The graveyard dogs soon returned, digging under a vinyl fence built four-feet high with three feet of wire mesh below ground.
"I have had it with them," says Paragonah Mayor Connie Robinson, who has a prairie-dog doll with a target on it on the dashboard of her Chevrolet Trailblazer. "To be honest, a lot of people just go up and kill them. They are forcing people to break the law."
Why these dogs get defended at all mystifies many here. In the dozen Western states where prairie dogs live in the US, conservationists say there are as many as 20 million.
But the Utah prairie dogs are their own species.
The Utah prairie dog population numbers only about 40,000, far lower than historic levels, says Laura Romin, a Fish and Wildlife official in Salt Lake City. Poisoning, hunting and other factors lowered that to an estimated 3,300 when the federal government listed it for endangered-species protection in 1973.
Federal biologists say the cinnamon-colored Utah prairie dog, standing up to 16 inches and weighing up to three pounds, is the westernmost prairie dog in the country and geographically isolated from others. Once covering parts of nearly half the state, the Utah dogs' range has fallen to three counties.

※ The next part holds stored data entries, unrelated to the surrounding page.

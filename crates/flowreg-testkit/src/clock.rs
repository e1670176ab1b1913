//! Controllable clock for deterministic expiration tests

use async_trait::async_trait;
use flowreg_core::effects::{PhysicalTime, PhysicalTimeEffects, TimeError};
use std::sync::atomic::{AtomicI64, Ordering};
use std::sync::Arc;

/// Clock that only moves when a test moves it. Clones share the same time.
#[derive(Clone, Debug)]
pub struct ControllableClock {
    now_ms: Arc<AtomicI64>,
}

impl ControllableClock {
    /// Create a clock reading `now_ms` milliseconds since the epoch
    pub fn new(now_ms: i64) -> Self {
        Self {
            now_ms: Arc::new(AtomicI64::new(now_ms)),
        }
    }

    /// Current time in epoch milliseconds.
    pub fn now_ms(&self) -> i64 {
        self.now_ms.load(Ordering::SeqCst)
    }

    /// Set absolute time
    pub fn set_ms(&self, now_ms: i64) {
        self.now_ms.store(now_ms, Ordering::SeqCst);
    }

    /// Advance time by `delta_ms` milliseconds
    pub fn advance_ms(&self, delta_ms: i64) {
        self.now_ms.fetch_add(delta_ms, Ordering::SeqCst);
    }
}

impl Default for ControllableClock {
    fn default() -> Self {
        Self::new(0)
    }
}

#[async_trait]
impl PhysicalTimeEffects for ControllableClock {
    async fn physical_time(&self) -> Result<PhysicalTime, TimeError> {
        Ok(PhysicalTime::from_millis(self.now_ms()))
    }
}

#[cfg(test)]
mod tests {
    use super::*;
    use flowreg_core::effects::TimeEffects;

    #[tokio::test]
    async fn test_clones_share_time() {
        let clock = ControllableClock::new(1_000);
        let other = clock.clone();

        clock.advance_ms(500);
        assert_eq!(other.current_timestamp_ms().await, 1_500);

        other.set_ms(42_000);
        assert_eq!(clock.current_timestamp().await, 42);
    }
}
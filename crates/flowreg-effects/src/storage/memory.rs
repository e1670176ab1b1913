//! In-memory storage handler

use async_trait::async_trait;
use flowreg_core::effects::{StorageEffects, StorageError};
use std::collections::HashMap;
use std::sync::Arc;
use tokio::sync::RwLock;

/// In-memory storage handler.
///
/// Used when no `store_path` is configured; the session token then lives only
/// as long as the process.
#[derive(Debug, Clone, Default)]
pub struct MemoryStorageHandler {
    data: Arc<RwLock<HashMap<String, Vec<u8>>>>,
}

impl MemoryStorageHandler {
    /// Create a new memory storage handler
    pub fn new() -> Self {
        Self::default()
    }

    /// Create a handler pre-populated with raw entries.
    pub fn with_entries(entries: impl IntoIterator<Item = (String, Vec<u8>)>) -> Self {
        Self {
            data: Arc::new(RwLock::new(entries.into_iter().collect())),
        }
    }
}

#[async_trait]
impl StorageEffects for MemoryStorageHandler {
    async fn store(&self, key: &str, value: Vec<u8>) -> Result<(), StorageError> {
        let mut data = self.data.write().await;
        data.insert(key.to_string(), value);
        Ok(())
    }

    async fn retrieve(&self, key: &str) -> Result<Option<Vec<u8>>, StorageError> {
        let data = self.data.read().await;
        Ok(data.get(key).cloned())
    }

    async fn remove(&self, key: &str) -> Result<bool, StorageError> {
        let mut data = self.data.write().await;
        Ok(data.remove(key).is_some())
    }

    async fn list_keys(&self, prefix: Option<&str>) -> Result<Vec<String>, StorageError> {
        let data = self.data.read().await;
        let keys = if let Some(prefix) = prefix {
            data.keys()
                .filter(|k| k.starts_with(prefix))
                .cloned()
                .collect()
        } else {
            data.keys().cloned().collect()
        };
        Ok(keys)
    }

    async fn exists(&self, key: &str) -> Result<bool, StorageError> {
        let data = self.data.read().await;
        Ok(data.contains_key(key))
    }
}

"They are a unique part of the nation's natural heritage," says Gary Frazer, an assistant director of the US Fish and Wildlife Service, which oversees them. Hawks, foxes and other animals need them as food, said Lindsey Sterling Crank, executive director of the Humane Society of the United States' Prairie Dog Coalition.
Parowan residents get that, Gaede said. " We're not mad at the dog. It's just in the wrong place."

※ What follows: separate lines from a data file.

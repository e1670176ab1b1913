//! Registry API effect interface
//!
//! The REST facade the application core talks to. Every operation is a single
//! asynchronous request with no retry; failures come back as [`ApiError`]
//! carrying the raw response body. Presenting the failure (the generic
//! "Error" modal) is the caller's job, not the facade's.
//!
//! # Effect Classification
//!
//! - **Category**: Remote Effect
//! - **Implementation**: `flowreg-client` (reqwest), scripted mock in `flowreg-testkit`

use async_trait::async_trait;
use serde::{Deserialize, Serialize};

use crate::types::{Bucket, CurrentUser, Droplet, TenantRef, User, UserGroup};

/// Uniform error surfaced by every registry operation.
#[derive(Debug, Clone, PartialEq, Eq, thiserror::Error, Serialize, Deserialize)]
pub enum ApiError {
    /// The backend answered with a non-success status
    #[error("HTTP {status}: {body}")]
    Http {
        /// HTTP status code
        status: u16,
        /// Raw response body
        body: String,
    },

    /// The request never produced a response
    #[error("Transport error: {message}")]
    Transport {
        /// Transport failure description
        message: String,
    },

    /// The response body could not be decoded
    #[error("Decode error: {message}")]
    Decode {
        /// Decoder failure description
        message: String,
    },
}

impl ApiError {
    /// Create an HTTP status error
    pub fn http(status: u16, body: impl Into<String>) -> Self {
        Self::Http {
            status,
            body: body.into(),
        }
    }

    /// Create a transport error
    pub fn transport(message: impl Into<String>) -> Self {
        Self::Transport {
            message: message.into(),
        }
    }

    /// Create a decode error
    pub fn decode(message: impl Into<String>) -> Self {
        Self::Decode {
            message: message.into(),
        }
    }

    /// HTTP status, when the backend answered.
    pub fn status(&self) -> Option<u16> {
        match self {
            Self::Http { status, .. } => Some(*status),
            _ => None,
        }
    }

    /// Whether the backend rejected the credentials (HTTP 401).
    pub fn is_unauthorized(&self) -> bool {
        self.status() == Some(401)
    }

    /// Text shown to the user: the raw body for HTTP errors, the message otherwise.
    pub fn body(&self) -> &str {
        match self {
            Self::Http { body, .. } => body,
            Self::Transport { message } | Self::Decode { message } => message,
        }
    }
}

/// Source of the session token attached as `Authorization: Bearer <token>`.
#[async_trait]
pub trait BearerTokenProvider: Send + Sync {
    /// The current token, if one is stored and not expired.
    async fn bearer_token(&self) -> Option<String>;
}

/// REST facade over the registry backend.
#[async_trait]
pub trait RegistryApi: Send + Sync {
    // ─── Buckets ─────────────────────────────────────────────

    /// `GET /buckets`
    async fn get_buckets(&self) -> Result<Vec<Bucket>, ApiError>;

    /// `GET /buckets/{id}[?verbose=true]`
    async fn get_bucket(&self, bucket_id: &str, verbose: bool) -> Result<Bucket, ApiError>;

    /// `POST /buckets {name}`
    async fn create_bucket(&self, name: &str) -> Result<Bucket, ApiError>;

    /// `DELETE /buckets/{id}`
    async fn delete_bucket(&self, bucket_id: &str) -> Result<Bucket, ApiError>;

    // ─── Droplets ────────────────────────────────────────────

    /// `GET /items[/{bucketId}]`
    async fn get_droplets(&self, bucket_id: Option<&str>) -> Result<Vec<Droplet>, ApiError>;

    /// `GET /buckets/{bucketId}/{type}/{id}[?verbose=true]`
    async fn get_droplet(
        &self,
        bucket_id: &str,
        droplet_type: &str,
        droplet_id: &str,
        verbose: bool,
    ) -> Result<Droplet, ApiError>;

    /// `DELETE /{dropletUri}`
    async fn delete_droplet(&self, droplet_uri: &str) -> Result<Droplet, ApiError>;

    // ─── Tenants ─────────────────────────────────────────────

    /// `GET /tenants/users`
    async fn get_users(&self) -> Result<Vec<User>, ApiError>;

    /// `GET /tenants/users/{id}`
    async fn get_user(&self, user_id: &str) -> Result<User, ApiError>;

    /// `POST /tenants/users {identity}`
    async fn add_user(&self, identity: &str) -> Result<User, ApiError>;

    /// `DELETE /tenants/users/{id}`
    async fn delete_user(&self, user_id: &str) -> Result<User, ApiError>;

    /// `GET /tenants/user-groups`
    async fn get_user_groups(&self) -> Result<Vec<UserGroup>, ApiError>;

    /// `GET /tenants/user-groups/{id}`
    async fn get_user_group(&self, group_id: &str) -> Result<UserGroup, ApiError>;

    /// `POST /tenants/user-groups {identity, users}`
    async fn create_user_group(
        &self,
        name: &str,
        members: &[TenantRef],
    ) -> Result<UserGroup, ApiError>;

    /// `PUT /tenants/user-groups/{id} {identifier, identity, users}`
    async fn update_user_group(
        &self,
        group_id: &str,
        name: &str,
        members: &[TenantRef],
    ) -> Result<UserGroup, ApiError>;

    /// `DELETE /tenants/user-groups/{id}`
    async fn delete_user_group(&self, group_id: &str) -> Result<UserGroup, ApiError>;

    // ─── Access ──────────────────────────────────────────────

    /// Exchange ambient credentials (Kerberos/SPNEGO ticket) for a session token.
    async fn ticket_exchange(&self) -> Result<String, ApiError>;

    /// `GET /access`
    async fn load_current_user(&self) -> Result<CurrentUser, ApiError>;

    /// Exchange a username/password for a session token.
    async fn post_to_login(&self, username: &str, password: &str) -> Result<String, ApiError>;
}

#[cfg(test)]
mod tests {
    use super::*;

    #[test]
    fn test_api_error_accessors() {
        let err = ApiError::http(401, "Unable to validate the access token.");
        assert_eq!(err.status(), Some(401));
        assert!(err.is_unauthorized());
        assert_eq!(err.body(), "Unable to validate the access token.");

        let err = ApiError::transport("connection refused");
        assert_eq!(err.status(), None);
        assert!(!err.is_unauthorized());
        assert_eq!(err.body(), "connection refused");
    }
}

Utah wildlife officials have moved about 26,000 prairie dogs from private property or near populated areas to remote public lands since the 1970s. They bait live traps with food such as peanut butter and rolled oats, according to the "trans-location guidelines" of the Fish and Wildlife Service. Trapped dogs are released at "carefully selected trans-location sites" away from town, often outfitted with artificial burrows, Ms. Romin said.
But those efforts have been complicated by issues including recreation shooters who illegally hunt them, said Nathan Brown, a Fish and Wildlife ecologist in Cedar City.

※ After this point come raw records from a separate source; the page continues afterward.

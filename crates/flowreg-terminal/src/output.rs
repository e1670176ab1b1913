//! Plain-text rendering of tables, notices and gate decisions.

use flowreg_app::{error_notice, ErrorCategory, GateDecision, Notice, TableState, Tabular};
use flowreg_core::ConsoleError;
use std::fmt::Write as _;

use crate::cli::ListArgs;

/// Apply `--search`, `--exact`, `--sort` and `--desc` to a table.
///
/// Returns an error naming the column when `--sort` is unknown or fixed.
pub fn apply_list_args<T: Tabular>(table: &mut TableState<T>, args: &ListArgs) -> Result<(), String> {
    table.set_fuzzy(!args.exact);
    for term in &args.search {
        table.add_search_term(term.as_str());
    }

    let column = match &args.sort {
        Some(column) => column.clone(),
        None if args.desc => match flowreg_app::views::active_column(table.columns()) {
            Some(active) => active.name.clone(),
            None => return Ok(()),
        },
        None => return Ok(()),
    };
    let order = if args.desc {
        flowreg_app::SortOrder::Desc
    } else {
        flowreg_app::SortOrder::Asc
    };
    if table.set_sort(&column, order) {
        Ok(())
    } else {
        let sortable: Vec<&str> = table
            .columns()
            .iter()
            .filter(|c| c.sortable)
            .map(|c| c.name.as_str())
            .collect();
        Err(format!(
            "cannot sort by '{column}' (sortable: {})",
            sortable.join(", ")
        ))
    }
}

/// Render the displayed rows under a header of column labels.
pub fn render_table<T: Tabular>(table: &TableState<T>) -> String {
    let columns = table.columns();
    let rows: Vec<Vec<String>> = table
        .rows()
        .iter()
        .map(|row| {
            columns
                .iter()
                .map(|c| row.field(&c.name).map(|v| v.into_owned()).unwrap_or_default())
                .collect()
        })
        .collect();

    let mut widths: Vec<usize> = columns.iter().map(|c| header(c).chars().count()).collect();
    for row in &rows {
        for (width, cell) in widths.iter_mut().zip(row) {
            *width = (*width).max(cell.chars().count());
        }
    }

    let mut out = String::new();
    let headers: Vec<String> = columns.iter().map(header).collect();
    push_line(&mut out, &headers, &widths);
    for row in &rows {
        push_line(&mut out, row, &widths);
    }
    let _ = write!(out, "{} of {} shown", rows.len(), table.records().len());
    out
}

fn header(column: &flowreg_app::ColumnDescriptor) -> String {
    if column.active {
        let arrow = match column.sort_order {
            flowreg_app::SortOrder::Asc => '^',
            flowreg_app::SortOrder::Desc => 'v',
        };
        format!("{} {arrow}", column.label)
    } else {
        column.label.clone()
    }
}

fn push_line(out: &mut String, cells: &[String], widths: &[usize]) {
    let line: Vec<String> = cells
        .iter()
        .zip(widths)
        .map(|(cell, width)| format!("{cell:<width$}"))
        .collect();
    out.push_str(line.join("  ").trim_end());
    out.push('\n');
}

/// One-line rendering of a notice.
pub fn render_notice(notice: &Notice) -> String {
    format!("{} {}: {}", notice.level().indicator(), notice.title(), notice.message())
}

/// Notice for a failed operation plus the category's recovery hint.
pub fn render_error(error: &ConsoleError) -> String {
    let category = ErrorCategory::of(error);
    format!(
        "{}\n  {}",
        render_notice(&error_notice(error)),
        category.resolution_hint()
    )
}

/// One line describing a gate decision for `url`.
pub fn render_decision(url: &str, decision: &GateDecision) -> String {
    match decision {
        GateDecision::Allow => format!("allowed: {url}"),
        GateDecision::Redirect { to, notice } => match notice {
            Some(notice) => format!("redirected to {to}\n{}", render_notice(notice)),
            None => format!("redirected to {to}"),
        },
        GateDecision::Stay { error } => {
            render_notice(&Notice::error(error.body()))
        }
        GateDecision::Superseded => format!("navigation to {url} was superseded"),
    }
}

#[cfg(test)]
mod tests {
    use super::*;
    use flowreg_app::workflows::buckets::bucket_table;
    use flowreg_app::Route;
    use flowreg_core::Bucket;

    fn bucket(id: &str, name: &str) -> Bucket {
        Bucket {
            identifier: id.into(),
            name: name.into(),
            ..Bucket::default()
        }
    }

    #[test]
    fn test_render_table_aligns_and_counts() {
        let mut table = bucket_table();
        table.set_records(vec![bucket("b-1", "prod"), bucket("b-22", "dev")]);
        table.add_search_term("b-22");

        let rendered = render_table(&table);
        let lines: Vec<&str> = rendered.lines().collect();

        assert_eq!(lines[0], "Bucket Name ^  Bucket ID  Created");
        assert_eq!(lines[1], "dev            b-22");
        assert_eq!(lines[2], "1 of 2 shown");
    }

    #[test]
    fn test_list_args_sort_and_exact() {
        let mut table = bucket_table();
        table.set_records(vec![bucket("b-1", "prod"), bucket("b-2", "production")]);

        let args = ListArgs {
            search: vec!["PROD".into()],
            exact: true,
            sort: Some("createdTimestamp".into()),
            desc: true,
        };
        apply_list_args(&mut table, &args).unwrap();

        assert!(!table.is_fuzzy());
        assert_eq!(table.rows().len(), 1);
        let active = flowreg_app::views::active_column(table.columns()).unwrap();
        assert_eq!(active.name, "createdTimestamp");
        assert_eq!(active.sort_order, flowreg_app::SortOrder::Desc);
    }

    #[test]
    fn test_list_args_rejects_fixed_column() {
        let mut table = bucket_table();
        let args = ListArgs {
            sort: Some("identifier".into()),
            ..ListArgs::default()
        };
        let err = apply_list_args(&mut table, &args).unwrap_err();
        assert!(err.contains("name, createdTimestamp"));
    }

    #[test]
    fn test_render_redirect_with_notice() {
        let decision = GateDecision::redirect_with(Route::Explorer, Notice::AccessDenied);
        let rendered = render_decision("/administration/users", &decision);
        assert!(rendered.starts_with("redirected to /explorer/grid-list\n"));
        assert!(rendered.contains(Notice::AccessDenied.title()));
    }
}
//! Droplet commands

use anyhow::{anyhow, Result};
use flowreg_app::workflows::explorer;
use std::fmt::Write as _;

use super::HandlerContext;
use crate::cli::DropletsCommand;
use crate::output::{apply_list_args, render_table};

/// Run a `droplets` subcommand.
pub async fn handle(ctx: &HandlerContext, command: DropletsCommand) -> Result<String> {
    match command {
        DropletsCommand::List { bucket, list } => {
            let mut view = explorer::load_explorer(ctx.core(), bucket.as_deref()).await?;
            apply_list_args(&mut view.droplets, &list).map_err(|e| anyhow!(e))?;

            let mut out = String::new();
            if let Some(bucket) = &view.bucket {
                let _ = writeln!(out, "bucket: {} ({})", bucket.name, bucket.identifier);
            }
            out.push_str(&render_table(&view.droplets));
            Ok(out)
        }
        DropletsCommand::Show {
            bucket,
            droplet_type,
            id,
        } => {
            let droplet = explorer::load_droplet(ctx.core(), &bucket, &droplet_type, &id).await?;
            let mut out = String::new();
            let _ = writeln!(out, "name:     {}", droplet.name);
            let _ = writeln!(out, "id:       {}", droplet.identifier);
            let _ = writeln!(out, "type:     {}", droplet.droplet_type);
            let _ = writeln!(
                out,
                "bucket:   {}",
                droplet.bucket_name.as_deref().unwrap_or(&droplet.bucket_identifier)
            );
            if let Some(description) = &droplet.description {
                let _ = writeln!(out, "about:    {description}");
            }
            let _ = write!(out, "versions: {}", droplet.snapshot_metadata.len());
            for snapshot in &droplet.snapshot_metadata {
                let version = snapshot.get("version").map(ToString::to_string).unwrap_or_default();
                let comments = snapshot
                    .get("comments")
                    .and_then(|c| c.as_str())
                    .unwrap_or_default();
                let _ = write!(out, "\n  v{version} {comments}");
            }
            Ok(out)
        }
        DropletsCommand::Delete {
            bucket,
            droplet_type,
            id,
        } => {
            let droplet = explorer::load_droplet(ctx.core(), &bucket, &droplet_type, &id).await?;
            let deleted = explorer::delete_droplet(ctx.core(), &droplet).await?;
            Ok(format!("deleted {} ({})", deleted.name, deleted.identifier))
        }
    }
}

Prairie dogs took residence on the dusty flats around the Parowan Airport about 20 years ago, airport manager Dave Norwood said. They burrowed under the runway, buckling it in places. While there haven't been any accidents yet, "there's definitely potential," he said.
"If you land at 65 miles per hour and your wheel lands in a huge hole, you can imagine what possibly might happen," said Joy Pierce, 62, of Hollister, California, who pilots gliders at the airport.
Norwood said his workers have patched the runway as best they can. But the dogs often dig in again quickly, as evidenced by a paw print in the concrete of one patch. Officials tried relocations, but new dogs kept moving in. So the town turned to the fence.
Inspecting the barrier on a blustery spring day, Gaede said he couldn't wait until July, when the town can trap an estimated 200 prairie dogs on the property, after the "pupping" season during which federal officials want them left alone.
The U.S. Fish and Wildlife Service proposed a rule on April 25 allowing the rodents to be killed "in areas where Utah prairie dogs create serious human safety concerns or disturb the sanctity of significant human burial or human cultural sites." And Utah's congressional delegation in 2011 introduced still-pending legislation allowing prairie dog killings as a last resort in towns.
Meanwhile, Parowan has unexpectedly gotten a secret weapon: After the town built the fence, a badger, one of the prairie dogs' fiercest predators, happened to be fenced in with the rodents. "I don't know if he's still there," said Gaede, "but I hope so."